Jared Diamond on Common Risks:
Jared Diamond has an op-ed in the New York Times where he talks about how we overestimate rare risks and underestimate common ones. Nothing new here -- I and others have written about this sort of thing extensively -- but he says that this is a bias found more in developed countries than in primitive cultures.
I first became aware of the New Guineans' attitude toward risk on a trip into a forest when I proposed pitching our tents under a tall and beautiful tree. To my surprise, my New Guinea friends absolutely refused. They explained that the tree was dead and might fall on us.
Yes, I had to agree, it was indeed dead. But I objected that it was so solid that it would be standing for many years. The New Guineans were unswayed, opting instead to sleep in the open without a tent.
I thought that their fears were greatly exaggerated, verging on paranoia. In the following years, though, I came to realize that every night that I camped in a New Guinea forest, I heard a tree falling. And when I did a frequency/risk calculation, I understood their point of view.
Consider: If you're a New Guinean living in the forest, and if you adopt the bad habit of sleeping under dead trees whose odds of falling on you that particular night are only 1 in 1,000, you'll be dead within a few years. In fact, my wife was nearly killed by a falling tree last year, and I've survived numerous nearly fatal situations in New Guinea.
Diamond has a point. While it's universally true that humans exaggerate rare and spectacular risks and downplay mundane and common risks, we in developed countries do it more. The reason, I think, is how fears propagate. If someone in New Guinea gets eaten by a tiger -- do they even have tigers in New Guinea? -- then those who know the victim or hear about it learn to fear tiger attacks. If it happens in the U.S., it's the lead story on every news program, and the entire country fears tigers. Technology magnifies rare risks. Think of plane crashes versus car crashes. Think of school shooters versus home accidents. Think of 9/11 versus everything else.

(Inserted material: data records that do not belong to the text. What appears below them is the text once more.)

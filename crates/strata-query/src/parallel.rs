//! Parallel evaluation of a query over row chunks.
//!
//! ```text
//!   coordinator ──(chunk start, chunk end)──> bounded channel ──> worker 1..N
//!                                                                   │
//!   sorted concat <── Mutex<Vec<(chunk start, rows)>> <─────────────┘
//! ```
//!
//! Every worker builds its own copy of the condition tree, so node memos and
//! statistics are never shared between threads.

use std::panic::{self, AssertUnwindSafe};
use std::thread;

use crossbeam::channel::bounded;
use parking_lot::Mutex;
use strata_common::{ParallelConfig, Result, StrataError, NOT_FOUND};
use strata_storage::Table;
use tracing::{debug, warn};

use crate::query::Query;
use crate::sink::IntSink;
use crate::state::{Action, QueryState};

/// Runs a validated [`Query`] on several threads.
pub struct ParallelScan<'q> {
    query: &'q Query,
    config: ParallelConfig,
}

impl<'q> ParallelScan<'q> {
    pub fn new(query: &'q Query, config: ParallelConfig) -> Result<Self> {
        config.validate()?;
        query.validate()?;
        Ok(Self { query, config })
    }

    pub fn config(&self) -> &ParallelConfig {
        &self.config
    }

    /// Matching rows in `[start, end)` in ascending order, at most `limit`.
    pub fn find_all(&self, table: &Table, start: usize, end: usize, limit: usize) -> Result<Vec<usize>> {
        let mut rows: Vec<usize> = self
            .run(table, start, end, limit)?
            .into_iter()
            .flat_map(|(_, rows)| rows)
            .collect();
        rows.truncate(limit);
        Ok(rows)
    }

    pub fn count(&self, table: &Table, start: usize, end: usize, limit: usize) -> Result<usize> {
        let found: usize = self.run(table, start, end, limit)?.iter().map(|(_, rows)| rows.len()).sum();
        Ok(found.min(limit))
    }

    /// Matches of every chunk, sorted by chunk start.
    fn run(&self, table: &Table, start: usize, end: usize, limit: usize) -> Result<Vec<(usize, Vec<usize>)>> {
        let end = if end == NOT_FOUND { table.size() } else { end.min(table.size()) };
        let start = start.min(end);
        if limit == 0 || start == end {
            return Ok(Vec::new());
        }

        let chunk_size = self.config.chunk_size;
        let chunks = (end - start).div_ceil(chunk_size);
        let workers = self.config.worker_threads.min(chunks);
        debug!(start, end, chunks, workers, "starting parallel scan");

        let (tx, rx) = bounded::<(usize, usize)>(self.config.queue_depth);
        let results: Mutex<Vec<(usize, Vec<usize>)>> = Mutex::new(Vec::with_capacity(chunks));
        let failure: Mutex<Option<StrataError>> = Mutex::new(None);

        thread::scope(|s| {
            for worker in 0..workers {
                let rx = rx.clone();
                let results = &results;
                let failure = &failure;
                s.spawn(move || {
                    let outcome = panic::catch_unwind(AssertUnwindSafe(|| -> Result<()> {
                        let mut chain = self.query.build_chain()?;
                        chain.init(table, self.query.config())?;
                        for (chunk_start, chunk_end) in rx.iter() {
                            let mut state = QueryState::new(Action::FindAll, limit)?;
                            chain.aggregate(table, &mut IntSink::new(&mut state, None), chunk_start, chunk_end);
                            results.lock().push((chunk_start, state.into_matches()));
                        }
                        Ok(())
                    }));
                    let error = match outcome {
                        Ok(Ok(())) => return,
                        Ok(Err(err)) => StrataError::WorkerFailed(format!("worker {worker}: {err}")),
                        Err(_) => StrataError::WorkerFailed(format!("worker {worker} panicked")),
                    };
                    warn!(worker, error = %error, "parallel scan worker failed");
                    failure.lock().get_or_insert(error);
                });
            }
            drop(rx);

            let mut chunk_start = start;
            while chunk_start < end {
                let chunk_end = end.min(chunk_start + chunk_size);
                // Every worker is gone once sending fails.
                if tx.send((chunk_start, chunk_end)).is_err() {
                    break;
                }
                chunk_start = chunk_end;
            }
            drop(tx);
        });

        if let Some(error) = failure.into_inner() {
            return Err(error);
        }
        let mut results = results.into_inner();
        if results.len() != chunks {
            return Err(StrataError::WorkerFailed(format!(
                "{} of {chunks} chunks were scanned",
                results.len()
            )));
        }
        results.sort_unstable_by_key(|(chunk_start, _)| *chunk_start);
        Ok(results)
    }
}

#[cfg(test)]
mod tests {
    use super::*;
    use crate::node::test_support::int_table;

    fn config(workers: usize, chunk_size: usize) -> ParallelConfig {
        ParallelConfig {
            worker_threads: workers,
            chunk_size,
            queue_depth: 2,
        }
    }

    #[test]
    fn test_matches_serial_scan() {
        let a: Vec<i64> = (0..1000).map(|i| (i * 7919) % 1009).collect();
        let table = int_table(&[&a]);
        let mut q = Query::new();
        q.greater(0, 900).or().equal(0, 3);
        let serial = q.find_all(&table, 0, NOT_FOUND, usize::MAX).unwrap();
        for (workers, chunk) in [(1, 1000), (3, 17), (8, 64)] {
            let scan = ParallelScan::new(&q, config(workers, chunk)).unwrap();
            assert_eq!(scan.find_all(&table, 0, NOT_FOUND, usize::MAX).unwrap(), serial);
            assert_eq!(scan.count(&table, 0, NOT_FOUND, usize::MAX).unwrap(), serial.len());
        }
    }

    #[test]
    fn test_range_and_limit() {
        let a: Vec<i64> = (0..300).collect();
        let table = int_table(&[&a]);
        let mut q = Query::new();
        q.not_equal(0, 150);
        let scan = ParallelScan::new(&q, config(4, 10)).unwrap();
        assert_eq!(scan.find_all(&table, 145, 155, usize::MAX).unwrap(), vec![145, 146, 147, 148, 149, 151, 152, 153, 154]);
        assert_eq!(scan.find_all(&table, 0, NOT_FOUND, 5).unwrap(), vec![0, 1, 2, 3, 4]);
        assert_eq!(scan.count(&table, 0, NOT_FOUND, 25).unwrap(), 25);
        assert!(scan.find_all(&table, 300, NOT_FOUND, usize::MAX).unwrap().is_empty());
    }

    #[test]
    fn test_rejects_invalid_input() {
        let mut q = Query::new();
        q.group();
        assert!(matches!(
            ParallelScan::new(&q, ParallelConfig::default()),
            Err(StrataError::QueryValidation(_))
        ));
        let ok = Query::new();
        assert!(ParallelScan::new(&ok, config(0, 10)).is_err());
    }

    #[test]
    fn test_init_error_surfaces_as_worker_failure() {
        let table = int_table(&[&[1, 2, 3]]);
        let mut q = Query::new();
        q.equal(5, 1);
        let scan = ParallelScan::new(&q, config(2, 1)).unwrap();
        assert!(matches!(
            scan.find_all(&table, 0, NOT_FOUND, usize::MAX),
            Err(StrataError::WorkerFailed(_))
        ));
    }
}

On the other side of the coin, we in the developed world have largely made the pedestrian risks invisible. Diamond makes the point that, for an older man, falling is a huge risk, and showering is especially dangerous. How many people do you know who have fallen in the shower and seriously hurt themselves? I can't think of anyone. We tend to compartmentalize our old, our poor, our different -- and their accidents don't make the news. Unless it's someone we know personally, we don't hear about it.